I had to title this post “Oh Wow!” as I am feeling oh wow right now. In my post Look Look I am in a Book! I share my excitement that several of my collaboration silk quilt pieces were selected to be in Sandra Sider’s 1000 Quilt Inspirations: Colorful and Creative Designs for Traditional, Modern, and Art Quilt.

Well…I just got a huge surprise:

I friend of mine told me today –  “Tierney I pre-ordered the book you are going to be in on Amazon”. So I went to Amazon (amazon.com) and located the book 1000 Quilt Inspirations: Colorful and Creative Designs for Traditional, Modern, and Art Quilts. I noticed that the book now has a “Look Inside” preview on Amazon. When I clicked on the “Look Inside” to see the book preview, I discovered, on page 12 of the book at the beginning of on Chapter 1 Traditional Designs 0001-0206, four (4) photos from my batik quilt Filmstrip. These images are #0001, 0002, 0003 and 0004 – I start out the 1000 of the 1000 quilt inspirations!

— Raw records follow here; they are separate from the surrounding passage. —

//! Inviscid Burgers: Steepening Towards a Shock
//!
//! dU/dt + U·dU/dx = 0,    U(x, 0) = sin(πx) on [0, 2]
//!
//! The profile steepens until the characteristics cross at t_b = 1/π.
//! Before t_b every scheme pair agrees; after it, central stencils ring
//! while upwind stencils smear.
//!
//! ```bash
//! RUST_LOG=debug cargo run --example burgers
//! ```

use std::error::Error;
use std::fs;

use transport_rs::{
    grid::Grid,
    models::{InitialProfile, InviscidBurgers},
    output::{PlotConfig, plot_profiles_comparison},
    solver::{MethodOfLinesSolver, Scenario, Solver, SolverConfiguration},
};

fn main() -> Result<(), Box<dyn Error>> {
    env_logger::init();

    println!("=== Inviscid Burgers, U₀ = sin(πx) ===\n");

    let grid = Grid::new(0.0, 2.0, 401)?;
    let problem = InviscidBurgers::new(InitialProfile::sine(1.0, 2.0, 0.0));

    let breaking_time = problem
        .breaking_time(&grid)
        .ok_or("sine profile must break")?;
    println!("Estimated breaking time: {:.5} (1/π = {:.5})\n", breaking_time, 1.0 / std::f64::consts::PI);

    let scenario = Scenario::new(Box::new(problem), grid);
    let solver = MethodOfLinesSolver::with_report_interval(50);

    fs::create_dir_all("output")?;

    for (tag, fraction) in [("before", 0.8), ("after", 1.5)] {
        let final_time = fraction * breaking_time;
        let mut finals = Vec::new();

        for (time_scheme, space_scheme) in [("Hoin", "Upwind3"), ("RK-6", "CD4"), ("RK-7", "CD6")] {
            let config =
                SolverConfiguration::from_names(0.2, final_time, 100_000, time_scheme, space_scheme)?;
            let result = solver.solve(&scenario, &config)?;

            let total_variation: f64 = result
                .final_state
                .as_slice()
                .windows(2)
                .map(|pair| (pair[1] - pair[0]).abs())
                .sum();

            println!(
                "t = {:.4} ({}) {:>16}: max U = {:.4}, total variation = {:.4}",
                final_time,
                tag,
                format!("{} + {}", time_scheme, space_scheme),
                result.final_state.max(),
                total_variation
            );
            finals.push((format!("{} + {}", time_scheme, space_scheme), result));
        }

        let x = finals[0].1.grid.nodes().as_slice();
        let profiles: Vec<(&str, &[f64])> = finals
            .iter()
            .map(|(label, result)| (label.as_str(), result.final_state.as_slice()))
            .collect();

        let config = PlotConfig::profile(format!("Burgers at t = {:.3}", final_time));
        plot_profiles_comparison(x, &profiles, &format!("output/burgers_{}.png", tag), Some(&config))?;
        println!();
    }

    println!("✓ Plots written to output/");

    Ok(())
}
//! Getting results out of the solver
//!
//! - **Visualization**: PNG/SVG plots using plotters
//! - **Export**: CSV files for external analysis
//!
//! ```text
//! output/
//! ├── mod.rs
//! ├── visualization/      ← plots
//! │   ├── config.rs
//! │   └── profile.rs
//! └── export/             ← data files
//!     ├── mod.rs
//!     └── csv.rs
//! ```
//!
//! # Quick Start
//!
//! ```rust,ignore
//! use transport_rs::output::{CsvConfig, export_profile_csv, plot_profile};
//!
//! plot_profile(&result, exact.as_ref(), "profile.png", None)?;
//! export_profile_csv(&result, exact.as_ref(), "profile.csv", Some(&CsvConfig::default()))?;
//! ```

pub mod export;
pub mod visualization;

pub use visualization::{PlotConfig, plot_profile, plot_profiles_comparison, plot_time_steps};

pub use export::{
    CsvConfig, CsvExporter, Exporter, export_columns_csv, export_profile_csv,
    export_time_steps_csv,
};
//! Generic explicit Runge-Kutta step
//!
//! # Mathematical Background
//!
//! After spatial discretisation the PDE becomes a system of ODEs
//! `dU/dt = F(t, U)`. One step of an s-stage explicit scheme with tableau
//! `(a, b, c)` advances U by dt:
//!
//! ```text
//! k₀ = F(tᵢ* , U)                         with tᵢ* = t + cᵢ·dt
//! kᵢ = F(tᵢ*, U + dt · Σ_{j<i} aᵢⱼ · kⱼ)     for i = 1 .. s-1
//!
//! U_next = U + dt · Σᵢ bᵢ · kᵢ
//! ```
//!
//! Every stage sees one scalar stage time, shared by all nodes.
//!
//! # Cost
//!
//! - s right-hand-side evaluations per step
//! - s stage vectors of length N kept alive during the step
//!
//! The same routine drives every tableau from the registry, so Euler-1 and
//! RK-7 go through exactly the same code.

use nalgebra::DVector;

use crate::grid::Grid;
use crate::solver::tableau::ButcherTableau;

// =================================================================================================
// Right-Hand Side
// =================================================================================================

/// Semi-discrete right-hand side `F(t, U)`
///
/// Closures with the matching signature implement this trait, so a step can
/// be driven by a plain `|grid, t, u| ...`.
pub trait RightHandSide {
    /// Time derivative of `u` at time `t`, same length as `u`
    fn evaluate(&self, grid: &Grid, t: f64, u: &DVector<f64>) -> DVector<f64>;
}

impl<F> RightHandSide for F
where
    F: Fn(&Grid, f64, &DVector<f64>) -> DVector<f64>,
{
    fn evaluate(&self, grid: &Grid, t: f64, u: &DVector<f64>) -> DVector<f64> {
        self(grid, t, u)
    }
}

// =================================================================================================
// Step
// =================================================================================================

/// Advance `u` from `t` to `t + dt` with one explicit Runge-Kutta step
///
/// `tableau` must have a valid layout (see [`ButcherTableau::validate`]);
/// tables handed out by the registry always do. `u` is left untouched and a
/// new vector is returned.
///
/// # Example
///
/// ```rust
/// use transport_rs::grid::Grid;
/// use transport_rs::solver::runge_kutta::rk_step;
/// use transport_rs::solver::tableau::EULER_1;
/// use nalgebra::DVector;
///
/// let grid = Grid::new(0.0, 1.0, 3)?;
/// let u = DVector::from_element(3, 1.0);
/// let rhs = |_g: &Grid, _t: f64, u: &DVector<f64>| u.map(|_| 2.0);
///
/// let next = rk_step(&u, 0.0, &grid, 0.25, &rhs, &EULER_1);
/// assert_eq!(next.as_slice(), &[1.5, 1.5, 1.5]);
/// # Ok::<(), transport_rs::TransportError>(())
/// ```
pub fn rk_step<R>(
    u: &DVector<f64>,
    t: f64,
    grid: &Grid,
    dt: f64,
    rhs: &R,
    tableau: &ButcherTableau,
) -> DVector<f64>
where
    R: RightHandSide + ?Sized,
{
    let stages = tableau.stages();
    let mut k: Vec<DVector<f64>> = Vec::with_capacity(stages);

    // ====== Stages ======

    k.push(rhs.evaluate(grid, t + tableau.c[0] * dt, u));

    for (i, row) in tableau.a.iter().enumerate().map(|(r, row)| (r + 1, row)) {
        let mut stage_state = u.clone();
        for (coefficient, slope) in row.iter().zip(k.iter()) {
            stage_state.axpy(dt * coefficient, slope, 1.0);
        }
        k.push(rhs.evaluate(grid, t + tableau.c[i] * dt, &stage_state));
    }

    // ====== Update ======

    let mut next = u.clone();
    for (weight, slope) in tableau.b.iter().zip(k.iter()) {
        next.axpy(dt * weight, slope, 1.0);
    }

    next
}

// =================================================================================================
// Tests
// =================================================================================================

I did not even realize they had selected those photos, I thought only details from the two silk art quilts I did with Betty Anne Guadalupe (part of our The Wardrobe Meets the Wall Collection) were going to be in the book. I checked the back index (which the shows in the “Look Inside” preview) and I appear to have a total of 8 images from my quilts in the book.

The book does not come out till March 2015 so I have to be patient to see the rest but I am pretty excited to be in an Amazon “Look Inside” preview. I am so honored to have been selected to be in this book!